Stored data

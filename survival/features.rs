use crate::artifacts::{ArtifactError, FeatureScaler, StageEncoder};
use crate::estimate::EstimationError;
use crate::types::{DerivedFeatureVector, RawClinicalInput};
use ndarray::array;

/// Maps raw clinical inputs into the covariate space of the survival model.
///
/// The steps are:
/// 1. BMI from weight and height.
/// 2. Tumor stage collapsed to `I-II`, `III` or `IV` and ordinal-encoded.
/// 3. `[age, BMI]` standardized jointly by the fitted scaler.
/// 4. Polynomial terms built from the standardized values.
///
/// Pure: the same input and artifacts always produce a bit-identical vector.
pub fn transform(
    raw: &RawClinicalInput,
    scaler: &dyn FeatureScaler,
    encoder: &dyn StageEncoder,
) -> Result<DerivedFeatureVector, EstimationError> {
    raw.validate()?;

    let bmi = raw.bmi();
    let stage_group = raw.tumor_stage().group();
    let tumor_stage_code = encoder.encode_category(stage_group.label())?;

    let numeric = array![f64::from(raw.age_years()), bmi];
    let standardized = scaler.transform_numeric(numeric.view())?;
    if standardized.len() != numeric.len() {
        return Err(ArtifactError::FeatureCount {
            artifact: "standard scaler output",
            expected: numeric.len(),
            found: standardized.len(),
        }
        .into());
    }
    let age_std = standardized[0];
    let bmi_std = standardized[1];
    if !(age_std.is_finite() && bmi_std.is_finite() && tumor_stage_code.is_finite()) {
        return Err(EstimationError::ArtifactMismatch(format!(
            "Fitted artifacts produced non-finite covariates (age {age_std}, BMI {bmi_std}, stage {tumor_stage_code})."
        )));
    }

    let age_squared = age_std * age_std;
    let features = DerivedFeatureVector {
        age_std,
        bmi_std,
        tumor_stage_code,
        bmi_squared: bmi_std * bmi_std,
        age_squared,
        age_cubed: age_std * age_squared,
    };

    log::debug!(
        "Derived features for stage {} (group {}), BMI {:.3}: {:?}",
        raw.tumor_stage(),
        stage_group.label(),
        bmi,
        features
    );
    Ok(features)
}
mod dom;
mod lottie;
mod nav;
mod particles;
mod skills;
mod storage;
#[cfg(test)]
mod testing;
mod widgets;

use std::rc::Rc;

use web_sys::window;
use yew::prelude::*;

use crate::{
    config::SiteConfig,
    content::{CONTACT_EMAIL, OWNER_NAME, OWNER_ROLE, PROJECTS, SKILL_BADGES, SKILL_CARDS},
    scroll::ScrollSnapshot,
    theme::{Theme, ThemePreference},
};
use dom::EventListener;
use nav::{FragmentLink, Navbar};
use particles::ParticleRenderer;
use skills::{SkillBadgeView, SkillCardView};
use storage::BrowserStorage;
use widgets::{ContactAnimation, InputLockout, ParticlesBackground, ScrollTopButton};

/// Page-wide state that handlers share: settings, the theme preference and
/// the particle renderer.
struct AppContext {
    config: Rc<SiteConfig>,
    theme_preference: ThemePreference<BrowserStorage>,
    particles: Rc<ParticleRenderer>,
}

impl AppContext {
    fn new(config: Rc<SiteConfig>) -> Self {
        let theme_preference =
            ThemePreference::new(BrowserStorage::open(), config.theme_storage_key.clone());
        let particles = Rc::new(ParticleRenderer::new(&config));

        Self {
            config,
            theme_preference,
            particles,
        }
    }
}

fn apply_theme(theme: Theme) {
    if let Err(error) = dom::apply_theme(theme) {
        log::warn!("could not apply {} theme: {error}", theme.as_str());
    }
}

#[derive(Properties, PartialEq)]
pub struct AppProps {
    pub config: Rc<SiteConfig>,
}

#[function_component(App)]
fn app(props: &AppProps) -> Html {
    let context = use_memo(Rc::clone(&props.config), |config| {
        AppContext::new(Rc::clone(config))
    });
    let theme = use_state_eq(|| context.theme_preference.load());
    let active_section = use_state_eq(|| None::<String>);
    let navbar_scrolled = use_state_eq(|| false);
    let scroll_top_visible = use_state_eq(|| false);

    {
        let current = *theme;
        use_effect_with((), move |_| {
            apply_theme(current);
            || ()
        });
    }

    {
        let thresholds = context.config.scroll_thresholds();
        let active_section = active_section.clone();
        let navbar_scrolled = navbar_scrolled.clone();
        let scroll_top_visible = scroll_top_visible.clone();
        use_effect_with((), move |_| {
            let listener = EventListener::on_window("scroll", move |_| {
                let sections = dom::section_offsets();
                let snapshot = ScrollSnapshot::evaluate(
                    dom::scroll_offset(),
                    sections.iter().map(|(id, top)| (id.as_str(), *top)),
                    thresholds,
                );

                scroll_top_visible.set(snapshot.scroll_top_visible);
                navbar_scrolled.set(snapshot.navbar_scrolled);
                active_section.set(snapshot.current_section);
            })
            .map_err(|error| log::warn!("scroll tracking unavailable: {error}"))
            .ok();

            move || drop(listener)
        });
    }

    let on_toggle = {
        let theme = theme.clone();
        let context = Rc::clone(&context);
        Callback::from(move |()| {
            let next = context.theme_preference.toggle(*theme);
            apply_theme(next);
            log::info!("switched to {} theme", next.as_str());
            context.particles.update_color(next);
            theme.set(next);
        })
    };

    let on_activate = {
        let active_section = active_section.clone();
        Callback::from(move |id: String| active_section.set(Some(id)))
    };

    let config = &context.config;
    let header_offset = config.header_offset;
    let details_page = AttrValue::from(config.details_page.clone());

    html! {
        <>
            <InputLockout />
            <ParticlesBackground renderer={Rc::clone(&context.particles)} theme={*theme} />
            <Navbar
                scrolled={*navbar_scrolled}
                active_section={(*active_section).clone()}
                header_offset={header_offset}
                theme={*theme}
                on_toggle={on_toggle}
                on_activate={on_activate.clone()}
            />

            <main>
                <section id="home" class="hero">
                    <h1>{OWNER_NAME}</h1>
                    <p class="hero-role">{OWNER_ROLE}</p>
                    <div class="hero-actions">
                        <FragmentLink
                            href="#projects"
                            class={classes!("btn", "btn-primary")}
                            header_offset={header_offset}
                            on_activate={on_activate.clone()}
                        >
                            {"See my work"}
                        </FragmentLink>
                        <FragmentLink
                            href="#contact"
                            class={classes!("btn", "btn-outline")}
                            header_offset={header_offset}
                            on_activate={on_activate.clone()}
                        >
                            {"Get in touch"}
                        </FragmentLink>
                    </div>
                </section>

                <section id="about" class="section-block">
                    <h2>{"About"}</h2>
                    <p>
                        {"I build web applications end to end, from typed APIs to the pixels on screen, \
                          and care about software that stays pleasant to change."}
                    </p>
                </section>

                <section id="skills" class="section-block">
                    <h2>{"Skills"}</h2>
                    <div class="skill-cards">
                        { for SKILL_CARDS.iter().map(|card| html! {
                            <SkillCardView
                                key={card.id}
                                id={card.id}
                                name={card.name}
                                icon={card.icon}
                                summary={card.summary}
                                details_page={details_page.clone()}
                            />
                        }) }
                    </div>
                    <div class="skill-badges">
                        { for SKILL_BADGES.iter().map(|badge| html! {
                            <SkillBadgeView
                                key={badge.name}
                                name={badge.name}
                                brand_color={badge.brand_color}
                            />
                        }) }
                    </div>
                </section>

                <section id="projects" class="section-block">
                    <h2>{"Projects"}</h2>
                    <ul class="project-list">
                        { for PROJECTS.iter().map(|project| html! {
                            <li key={project.title}>
                                <a href={project.href} target="_blank" rel="noopener noreferrer">
                                    {project.title}
                                </a>
                                <span class="muted">{": "}{project.description}</span>
                            </li>
                        }) }
                    </ul>
                </section>

                <section id="contact" class="section-block contact">
                    <h2>{"Contact"}</h2>
                    <ContactAnimation url={config.contact_animation_url.clone()} />
                    <p>
                        {"Have a project in mind? "}
                        <a href={format!("mailto:{CONTACT_EMAIL}")}>{CONTACT_EMAIL}</a>
                    </p>
                </section>
            </main>

            <footer class="site-footer">
                <p>{format!("© {OWNER_NAME}")}</p>
            </footer>

            <ScrollTopButton visible={*scroll_top_visible} reset_ms={config.rocket_reset_ms} />
        </>
    }
}

pub fn run() {
    console_error_panic_hook::set_once();

    let (config, config_error) = match dom::site_config() {
        Ok(config) => (config, None),
        Err(error) => (SiteConfig::default(), Some(error)),
    };

    let level = config.log_level.to_level().unwrap_or(log::Level::Info);
    let _ = console_log::init_with_level(level);
    if let Some(error) = config_error {
        log::warn!("ignoring site config: {error}");
    }
    log::info!("starting portfolio page");

    yew::Renderer::<App>::with_root_and_props(
        window()
            .and_then(|w| w.document())
            .and_then(|d| d.get_element_by_id("app"))
            .expect("missing #app mount point"),
        AppProps {
            config: Rc::new(config),
        },
    )
    .render();
}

● **Problem statement**
In the records above, how many lines include the string "ThemePreference"? Answer with only the number.

● **Answer for this exercise**
3